→ **Aim of the exercise**
This exercise asks for the entries below to be printed exactly.

→ **Available records**
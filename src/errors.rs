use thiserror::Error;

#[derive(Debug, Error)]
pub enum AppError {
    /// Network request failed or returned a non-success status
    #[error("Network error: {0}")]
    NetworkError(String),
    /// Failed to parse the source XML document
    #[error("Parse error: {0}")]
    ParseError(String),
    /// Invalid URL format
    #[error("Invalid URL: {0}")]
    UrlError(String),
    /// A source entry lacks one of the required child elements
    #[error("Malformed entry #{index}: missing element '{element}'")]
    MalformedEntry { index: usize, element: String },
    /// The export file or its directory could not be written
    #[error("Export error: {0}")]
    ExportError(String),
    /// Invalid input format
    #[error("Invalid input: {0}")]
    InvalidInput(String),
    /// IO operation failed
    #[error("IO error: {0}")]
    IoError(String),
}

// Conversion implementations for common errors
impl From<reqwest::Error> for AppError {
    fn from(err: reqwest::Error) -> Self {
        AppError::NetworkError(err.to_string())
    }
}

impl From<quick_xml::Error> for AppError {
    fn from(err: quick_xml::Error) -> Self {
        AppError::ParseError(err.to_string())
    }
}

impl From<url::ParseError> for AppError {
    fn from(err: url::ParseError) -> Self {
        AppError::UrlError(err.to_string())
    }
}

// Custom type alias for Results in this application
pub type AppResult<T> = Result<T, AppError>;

→ **Answer to the problem**
filename src/errors.rs
use thiserror::Error;

#[derive(Debug, Error)]
pub enum AppError {
    /// Network request failed or returned a non-success status
    #[error("Network error: {0}")]
    NetworkError(String),
    /// Failed to parse the source XML document
    #[error("Parse error: {0}")]
    ParseError(String),
    /// Invalid URL format
    #[error("Invalid URL: {0}")]
    UrlError(String),
    /// A source entry lacks one of the required child elements
    #[error("Malformed entry #{index}: missing element '{element}'")]
    MalformedEntry { index: usize, element: String },
    /// The export file or its directory could not be written
    #[error("Export error: {0}")]
    ExportError(String),
    /// Invalid input format
    #[error("Invalid input: {0}")]
    InvalidInput(String),
    /// IO operation failed
    #[error("IO error: {0}")]
    IoError(String),
}

// Conversion implementations for common errors
impl From<reqwest::Error> for AppError {
    fn from(err: reqwest::Error) -> Self {
        AppError::NetworkError(err.to_string())
    }
}

impl From<quick_xml::Error> for AppError {
    fn from(err: quick_xml::Error) -> Self {
        AppError::ParseError(err.to_string())
    }
}

impl From<url::ParseError> for AppError {
    fn from(err: url::ParseError) -> Self {
        AppError::UrlError(err.to_string())
    }
}

// Custom type alias for Results in this application
pub type AppResult<T> = Result<T, AppError>;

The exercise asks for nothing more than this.